Your charge distribution is correct, though I usually don't focus on using a "correct" $\pm$ distribution in capacitors--if your sign is incorrect, you get a negative value of charge on the + plate. No biggie. In complex situations, it is sometimes even impossible to predict cjarge distribution without solving the circuit.
And your book is incorrect. $C_1-C_2$ are in series, though the entire branch is in parallel with $C_3$ and its opposite branch.
Parallel is when the current is split, while series is when current is constant. Series is a single wire with an in and an out, with components along the wire. Parallel is when there are many wires with their ends twisted together. Current goes in/out through the twisted ends.

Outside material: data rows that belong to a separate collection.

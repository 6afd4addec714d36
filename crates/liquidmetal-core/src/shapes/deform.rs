//! Construction-time vertex deformations.
//!
//! These run once when a cluster is built, never per frame. All constants
//! are tuned by eye, not derived from a physical model; they are reproduced
//! exactly for visual parity.

use glam::Vec3;

use crate::math::noise3d;
use crate::mesh::MeshData;

/// Pinch the bottom and stretch the top of a sphere into a teardrop.
///
/// For a vertex at height `y` in [-1, 1]: the horizontal taper grows as
/// `((y + 1) / 2) ^ 0.7` from the point at the bottom to full width at the
/// top, while the top is stretched upward and lifted by a cubic term. The
/// deformation is directional, not idempotent; it is applied exactly once
/// to the shared base mesh.
pub fn teardrop(mesh: &mut MeshData) {
    for vertex in &mut mesh.vertices {
        let [x, y, z] = vertex.position;
        let height_factor = (y + 1.0) / 2.0;
        let taper_factor = height_factor.powf(0.7);
        let stretch_factor = 1.0 + height_factor * 0.8;
        vertex.position = [
            x * taper_factor,
            y * stretch_factor + height_factor.powi(3) * 0.5,
            z * taper_factor,
        ];
    }
    mesh.recompute_normals();
}

/// Push sphere vertices radially by two octaves of noise, keyed by the
/// instance index so every chunk gets a distinct, stable, irregular shape.
///
/// Zero-length vertices are left untouched (no direction to push along).
pub fn fluid_chunk(mesh: &mut MeshData, index: usize) {
    const NOISE_SCALE: f32 = 2.0;
    const NOISE_AMOUNT: f32 = 0.4;
    let idx = index as f32;

    for vertex in &mut mesh.vertices {
        let p = Vec3::from_array(vertex.position);
        let n1 = noise3d(p.x * NOISE_SCALE + idx, p.y * NOISE_SCALE, p.z * NOISE_SCALE);
        let n2 = noise3d(
            p.x * NOISE_SCALE * 2.0 + idx * 0.5,
            p.y * NOISE_SCALE * 2.0,
            p.z * NOISE_SCALE * 2.0,
        ) * 0.5;
        let total_noise = (n1 + n2) * NOISE_AMOUNT;

        let length = p.length();
        if length > 0.0 {
            let factor = (length + total_noise) / length;
            vertex.position = (p * factor).to_array();
        }
    }
    mesh.recompute_normals();
}

/// Alternate position sets the renderer blends with the base sphere.
///
/// Same vertex count and order as the base mesh, always.
#[derive(Debug)]
pub struct MorphTargets {
    /// "Cube-like" target, scaled to 1.2
    pub cube: Vec<[f32; 3]>,
    /// "Octahedron-like" target, scaled to 1.4
    pub octahedron: Vec<[f32; 3]>,
}

/// Build both morph targets from the base sphere positions.
///
/// Cube-like: project onto the max-norm shell (`|c| / max(|x|,|y|,|z|)`).
/// Octahedron-like: project onto the L1 shell (`|c| / (|x|+|y|+|z|)`).
/// A zero norm means the vertex sits at the origin; it passes through
/// unchanged rather than dividing by zero.
pub fn morph_targets(mesh: &MeshData) -> MorphTargets {
    let mut cube = Vec::with_capacity(mesh.vertex_count());
    let mut octahedron = Vec::with_capacity(mesh.vertex_count());

    for p in mesh.positions() {
        let max_coord = p.x.abs().max(p.y.abs()).max(p.z.abs());
        if max_coord > 0.0 {
            cube.push([
                (p.x / max_coord) * p.x.signum() * 1.2,
                (p.y / max_coord) * p.y.signum() * 1.2,
                (p.z / max_coord) * p.z.signum() * 1.2,
            ]);
        } else {
            cube.push(p.to_array());
        }

        let sum = p.x.abs() + p.y.abs() + p.z.abs();
        if sum > 0.0 {
            octahedron.push([
                (p.x / sum) * p.x.signum() * 1.4,
                (p.y / sum) * p.y.signum() * 1.4,
                (p.z / sum) * p.z.signum() * 1.4,
            ]);
        } else {
            octahedron.push(p.to_array());
        }
    }

    MorphTargets { cube, octahedron }
}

You seem to have grasped that, though :)
Out of curiosity, which book is this? (the capacitors look like they're from Resnick)

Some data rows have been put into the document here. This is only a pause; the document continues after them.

use liquidmetal_core::shapes::motion::{
    group_spin, instance_transform, morph_weights, phase_offset,
};
use liquidmetal_core::ShapeVariant;

const EPS: f32 = 1e-5;

#[test]
fn test_spot_values_at_time_zero() {
    // Index 0 at t=0: every sin(t*k) term is zero, orbit angle is zero
    let m = instance_transform(ShapeVariant::Metaballs, 0.0, 0, 1.0);
    assert!((m.position.x - 2.0).abs() < EPS);
    assert!(m.position.y.abs() < EPS && m.position.z.abs() < EPS);

    let t = instance_transform(ShapeVariant::Teardrops, 0.0, 0, 1.0);
    assert!((t.position.x - 2.5).abs() < EPS);

    // Fluid chunks keep a cosine bob term: y = sin(0)*1.5 + cos(0)*0.5
    let c = instance_transform(ShapeVariant::FluidChunks, 0.0, 0, 1.0);
    assert!((c.position.x - 3.0).abs() < EPS);
    assert!((c.position.y - 0.5).abs() < EPS);
    // and a cosine scale term: 1.0 + sin(0)*0.2 + cos(0)*0.1
    assert!((c.scale - 1.1).abs() < EPS);

    let p = instance_transform(ShapeVariant::MorphingPoly, 0.0, 0, 1.0);
    assert!((p.position.x - 2.5).abs() < EPS);
}

#[test]
fn test_phase_offset_constants() {
    assert_eq!(phase_offset(ShapeVariant::Metaballs, 2), 1.0);
    assert_eq!(phase_offset(ShapeVariant::Teardrops, 2), 1.4);
    assert_eq!(phase_offset(ShapeVariant::FluidChunks, 2), 1.6);
    assert_eq!(phase_offset(ShapeVariant::MorphingPoly, 2), 2.4);
}

#[test]
fn test_morph_weight_scenario() {
    // t=0, index 0: w1 = (sin 0 + 1)/2 = 0.5, w2 = (sin pi/3 + 1)/2
    let [w1, w2] = morph_weights(0.0, 0);
    assert!((w1 - 0.5).abs() < EPS, "w1 = {w1}");
    assert!((w2 - 0.933).abs() < 1e-3, "w2 = {w2}");
}

#[test]
fn test_morph_weights_cycle_with_time() {
    // The weights must traverse most of [0,1] over one cycle (2pi / 0.8 s)
    let mut min = f32::MAX;
    let mut max = f32::MIN;
    for step in 0..314 {
        let t = step as f32 * 0.025;
        let [w1, _] = morph_weights(t, 0);
        min = min.min(w1);
        max = max.max(w1);
    }
    assert!(min < 0.01 && max > 0.99, "w1 range [{min}, {max}] too narrow");
}

#[test]
fn test_orbit_radius_breathes() {
    // The radial term of the metaball orbit oscillates between 1.5 and 2.5
    let mut min = f32::MAX;
    let mut max = f32::MIN;
    for step in 0..2000 {
        let t = step as f32 * 0.05;
        let p = instance_transform(ShapeVariant::Metaballs, t, 0, 1.0).position;
        let r = (p.x * p.x + p.z * p.z).sqrt();
        min = min.min(r);
        max = max.max(r);
    }
    assert!(min < 1.6 && min > 1.4, "min orbit radius {min}");
    assert!(max > 2.4 && max < 2.6, "max orbit radius {max}");
}

#[test]
fn test_scale_pulse_rides_on_base_scale() {
    for variant in ShapeVariant::ALL {
        let small = instance_transform(variant, 1.1, 4, 0.5).scale;
        let large = instance_transform(variant, 1.1, 4, 1.2).scale;
        assert!(
            ((large - small) - 0.7).abs() < EPS,
            "{variant:?}: pulse must be additive over the base scale"
        );
    }
}

#[test]
fn test_group_spin_distinct_per_variant() {
    let rates: Vec<f32> = ShapeVariant::ALL.iter().map(|v| group_spin(*v)).collect();
    for i in 0..rates.len() {
        for j in (i + 1)..rates.len() {
            assert_ne!(rates[i], rates[j], "spin rates must differ");
        }
    }
}

#[test]
fn test_fifteen_instances_never_coincide() {
    // Worst case count: all instances of one variant at one instant must
    // occupy distinct positions
    for variant in ShapeVariant::ALL {
        for step in 0..50 {
            let t = step as f32 * 0.37;
            for i in 0..15 {
                for j in (i + 1)..15 {
                    let a = instance_transform(variant, t, i, 1.0).position;
                    let b = instance_transform(variant, t, j, 1.0).position;
                    assert!(
                        (a - b).length() > 1e-4,
                        "{variant:?}: instances {i} and {j} coincide at t = {t}"
                    );
                }
            }
        }
    }
}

Suppose you imagine the battery to be a variable voltage, and start with the voltage at zero. Obviously everything is uncharged.
Now turn the battery up to 1V. As you do this positive charge leaves the positive terminal and an equal and opposite negative charge leaves the negative terminal. We know the charges leaving the positive and negative terminals must be the same because the battery is a conductor and can't develop a net charge like a capacitor. Let's call the charge that leaves the battery $Q$.

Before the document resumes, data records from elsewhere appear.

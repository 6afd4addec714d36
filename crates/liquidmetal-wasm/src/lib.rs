use bytemuck::Zeroable;
use wasm_bindgen::prelude::*;

use liquidmetal_core::{Cluster, MaterialConfig, ModeContext, ShapeVariant, MAX_COUNT, MIN_COUNT};

/// GPU-compatible instance transform: 48 bytes, matches the WGSL struct
#[repr(C)]
#[derive(Clone, Copy, bytemuck::Pod, bytemuck::Zeroable)]
struct GpuInstance {
    position: [f32; 3], // 12 bytes
    scale: f32,         //  4 bytes
    rotation: [f32; 3], // 12 bytes (Euler xyz)
    morph_cube: f32,    //  4 bytes
    morph_octa: f32,    //  4 bytes
    _pad: [f32; 3],     // 12 bytes
}

/// Pending rebuild parameters, applied atomically at the start of the next
/// frame so a mid-frame mode switch never exposes partial state.
#[derive(Clone, Copy, Debug, PartialEq, Eq)]
struct Pending {
    variant: ShapeVariant,
    count: usize,
    seed: u32,
}

/// Resolve the rebuild request to mutate: the one already latched for the
/// next frame if present, otherwise a fresh one seeded from the current
/// state. Requests made within one frame accumulate instead of replacing
/// each other.
fn latched(pending: Option<Pending>, variant: ShapeVariant, count: usize, seed: u32) -> Pending {
    pending.unwrap_or(Pending {
        variant,
        count,
        seed,
    })
}

#[wasm_bindgen]
pub struct BlobWorld {
    mode: ModeContext,
    material: MaterialConfig,
    cluster: Cluster,
    time: f32,
    pending: Option<Pending>,
    instance_buffer: Vec<GpuInstance>,
}

#[wasm_bindgen]
impl BlobWorld {
    #[wasm_bindgen(constructor)]
    pub fn new(count: usize, seed: u32) -> BlobWorld {
        web_sys::console::log_1(
            &format!("WASM BlobWorld created: {count} instances, seed {seed}").into(),
        );

        let mode = ModeContext::new();
        let cluster = match Cluster::build(mode.mode(), count, seed) {
            Ok(cluster) => cluster,
            Err(e) => wasm_bindgen::throw_str(&e.to_string()),
        };
        let instance_buffer = vec![GpuInstance::zeroed(); count];

        let mut world = BlobWorld {
            mode,
            material: MaterialConfig::default(),
            cluster,
            time: 0.0,
            pending: None,
            instance_buffer,
        };
        world.write_instance_buffer();
        world
    }

    /// Advance the simulation clock by `dt` seconds and refresh all
    /// per-instance transforms. Returns elapsed wall milliseconds.
    #[wasm_bindgen]
    pub fn step(&mut self, dt: f32) -> f32 {
        let start = js_sys::Date::now();

        // Mode/count/seed changes latch until here and replace the whole
        // cluster before any instance is advanced
        if let Some(pending) = self.pending.take() {
            match Cluster::build(pending.variant, pending.count, pending.seed) {
                Ok(cluster) => {
                    self.cluster = cluster;
                    self.instance_buffer
                        .resize(pending.count, GpuInstance::zeroed());
                }
                Err(e) => {
                    // Keep showing the previous cluster
                    web_sys::console::warn_1(&format!("cluster rebuild rejected: {e}").into());
                }
            }
        }

        self.time += dt;
        self.cluster.advance(self.time);
        self.write_instance_buffer();

        (js_sys::Date::now() - start) as f32
    }

    /// Select the active geometry variant; takes effect next frame.
    #[wasm_bindgen]
    pub fn set_mode(&mut self, id: u32) {
        let variant = ShapeVariant::from_id(id);
        self.mode.set_mode(variant);
        web_sys::console::log_1(&format!("geometry mode: {}", variant.name()).into());
        self.latched_mut().variant = variant;
    }

    #[wasm_bindgen]
    pub fn mode(&self) -> u32 {
        self.mode.mode().id()
    }

    /// Change the instance count; rejected immediately if out of range.
    #[wasm_bindgen]
    pub fn set_count(&mut self, count: usize) {
        if !(MIN_COUNT..=MAX_COUNT).contains(&count) {
            web_sys::console::warn_1(
                &format!("instance count {count} outside {MIN_COUNT}..={MAX_COUNT}, ignored")
                    .into(),
            );
            return;
        }
        self.latched_mut().count = count;
    }

    /// Re-roll the layout jitter with a new seed; takes effect next frame.
    #[wasm_bindgen]
    pub fn set_seed(&mut self, seed: u32) {
        self.latched_mut().seed = seed;
    }

    #[wasm_bindgen]
    pub fn min_count(&self) -> usize {
        MIN_COUNT
    }

    #[wasm_bindgen]
    pub fn max_count(&self) -> usize {
        MAX_COUNT
    }

    #[wasm_bindgen]
    pub fn instance_count(&self) -> usize {
        self.cluster.len()
    }

    /// Y spin of the whole cluster group, radians.
    #[wasm_bindgen]
    pub fn group_rotation_y(&self) -> f32 {
        self.cluster.group_rotation_y()
    }

    // ---------- zero-copy buffer access ----------

    /// Number of distinct vertex buffers (1, or one per instance for
    /// Fluid Chunks).
    #[wasm_bindgen]
    pub fn mesh_count(&self) -> usize {
        self.cluster.mesh().mesh_count()
    }

    /// Vertex buffer of mesh `mesh_index`: interleaved position + normal,
    /// 6 floats per vertex.
    #[wasm_bindgen]
    pub fn vertex_buffer_ptr(&self, mesh_index: usize) -> *const f32 {
        self.cluster.mesh_for(mesh_index).vertices.as_ptr() as *const f32
    }

    #[wasm_bindgen]
    pub fn vertex_count(&self, mesh_index: usize) -> usize {
        self.cluster.mesh_for(mesh_index).vertex_count()
    }

    /// Shared triangulation; identical for every mesh of the cluster.
    #[wasm_bindgen]
    pub fn index_buffer_ptr(&self) -> *const u32 {
        self.cluster.mesh_for(0).indices.as_ptr()
    }

    #[wasm_bindgen]
    pub fn index_count(&self) -> usize {
        self.cluster.mesh_for(0).indices.len()
    }

    /// Morph target positions, 3 floats per vertex. `which` selects 0
    /// (cube-like) or 1 (octahedron-like). Null unless the active variant
    /// is Morphing Poly.
    #[wasm_bindgen]
    pub fn morph_target_ptr(&self, which: u32) -> *const f32 {
        match self.cluster.morph_targets() {
            Some(targets) if which == 0 => targets.cube.as_ptr() as *const f32,
            Some(targets) if which == 1 => targets.octahedron.as_ptr() as *const f32,
            _ => std::ptr::null(),
        }
    }

    #[wasm_bindgen]
    pub fn morph_target_len(&self) -> usize {
        self.cluster
            .morph_targets()
            .map_or(0, |targets| targets.cube.len() * 3)
    }

    /// Per-instance transforms, one `GpuInstance` (48 bytes) per instance.
    #[wasm_bindgen]
    pub fn instance_buffer_ptr(&self) -> *const f32 {
        self.instance_buffer.as_ptr() as *const f32
    }

    #[wasm_bindgen]
    pub fn instance_buffer_byte_length(&self) -> usize {
        self.instance_buffer.len() * std::mem::size_of::<GpuInstance>()
    }

    // ---------- material ----------

    #[wasm_bindgen]
    #[allow(clippy::too_many_arguments)]
    pub fn set_material(
        &mut self,
        r: f32,
        g: f32,
        b: f32,
        metalness: f32,
        roughness: f32,
        emissive_r: f32,
        emissive_g: f32,
        emissive_b: f32,
        emissive_intensity: f32,
        opacity: f32,
    ) {
        self.material = MaterialConfig {
            color: [r, g, b],
            metalness,
            roughness,
            emissive: [emissive_r, emissive_g, emissive_b],
            emissive_intensity,
            opacity,
        };
    }

    /// Material parameters packed as 10 floats: color rgb, metalness,
    /// roughness, emissive rgb, emissive intensity, opacity.
    #[wasm_bindgen]
    pub fn material(&self) -> Vec<f32> {
        let m = &self.material;
        vec![
            m.color[0],
            m.color[1],
            m.color[2],
            m.metalness,
            m.roughness,
            m.emissive[0],
            m.emissive[1],
            m.emissive[2],
            m.emissive_intensity,
            m.opacity,
        ]
    }

    // ---------- mode metadata for the selector UI ----------

    #[wasm_bindgen]
    pub fn mode_name(&self, id: u32) -> String {
        ShapeVariant::from_id(id).name().to_owned()
    }

    #[wasm_bindgen]
    pub fn mode_description(&self, id: u32) -> String {
        ShapeVariant::from_id(id).description().to_owned()
    }
}

impl BlobWorld {
    /// Rebuild request for the next frame, accumulating any changes already
    /// latched this frame.
    fn latched_mut(&mut self) -> &mut Pending {
        let fallback = latched(
            self.pending,
            self.mode.mode(),
            self.cluster.len(),
            self.cluster.seed(),
        );
        self.pending.insert(fallback)
    }

    fn write_instance_buffer(&mut self) {
        for (slot, instance) in self.instance_buffer.iter_mut().zip(self.cluster.instances()) {
            let t = &instance.transform;
            *slot = GpuInstance {
                position: t.position.to_array(),
                scale: t.scale,
                rotation: t.rotation.to_array(),
                morph_cube: instance.morph[0],
                morph_octa: instance.morph[1],
                _pad: [0.0; 3],
            };
        }
    }
}

#[cfg(test)]
mod tests {
    use super::*;

    #[test]
    fn test_rebuild_requests_accumulate_within_a_frame() {
        // First request of the frame starts from the live cluster state
        let mut p = latched(None, ShapeVariant::Metaballs, 8, 7);
        p.count = 10;
        // A later request must build on the latched values, not the live
        // cluster's, or the earlier change is silently dropped
        let mut p = latched(Some(p), ShapeVariant::Metaballs, 8, 7);
        p.seed = 5;
        assert_eq!(
            p,
            Pending {
                variant: ShapeVariant::Metaballs,
                count: 10,
                seed: 5
            }
        );

        let mut p = latched(Some(p), ShapeVariant::Metaballs, 8, 7);
        p.variant = ShapeVariant::FluidChunks;
        assert_eq!(p.count, 10, "count change must survive a mode change");
        assert_eq!(p.seed, 5, "seed change must survive a mode change");
    }

    #[test]
    fn test_first_request_seeds_from_live_state() {
        let p = latched(None, ShapeVariant::Teardrops, 12, 3);
        assert_eq!(
            p,
            Pending {
                variant: ShapeVariant::Teardrops,
                count: 12,
                seed: 3
            }
        );
    }
}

The only place the charge that leaves the battery can go is onto the capacitors, so both capacitors now have a charge of $Q$ on them. We know that for a capacitor of capacitance $C$, the voltage across the capacitor is given by:
$$ V = \frac{Q}{C} $$
Call the voltage of the top (1$\mu$F) capacitor $V_1$, and the voltage of the bottom (2$\mu$F) capacitor $V_2$. Then:
$$ V_1 = \frac{Q}{C_1} $$
$$ V_2 = \frac{Q}{C_2} $$
Dividing the first equation by the second plus a bit of quick rearrangement gives:
$$ V_1 = \frac{C_2}{C_1} V_2 $$
The two voltages must add up to 1V because we have a 1V battery, therefore:
$$ V_1 + V_2 = 1$$
If you substitute for $V_1$ you get:
$$ \frac{C_2}{C_1} V_2 + V_2 = 1$$
and dividing through by $(1 + C_2/C_1)$ gives:
$$ V_2 = \frac{1}{1 + C_2/C_1} $$
Tidy this up by multiplying to top and bottom of the right hand side by $C_1$ and you get the equation you're trying to prove:
$$ V_2 = \frac{C_1}{C_1 + C_2} $$
Just to check, feed in $C_1 = 1$ and $C_2 = 2$ and $V_2$ does indeed come out as 1/3V.
Best Answer
Here's what I do (or rather, what I just did) to convince myself of your result.
We're trying to "reduce" the two capacitors in series to an equivalent capacitor. Equivalent in every way, including how much charge would flow when discharging the capacitor.
Imagine discharging the two capacitors that are series. How much total charge would flow? Since, as you've stated, the "input" and "output" sides store equal magnitude charges $|Q_1|=|Q_2|\equiv Q$, then we should be able to recover this much charge during discharging.
By discharging the equivalent capacitor, then, one should expect to have a total charge $Q$ flow during discharging. Thus, $Q_\mathrm{equiv}=Q$.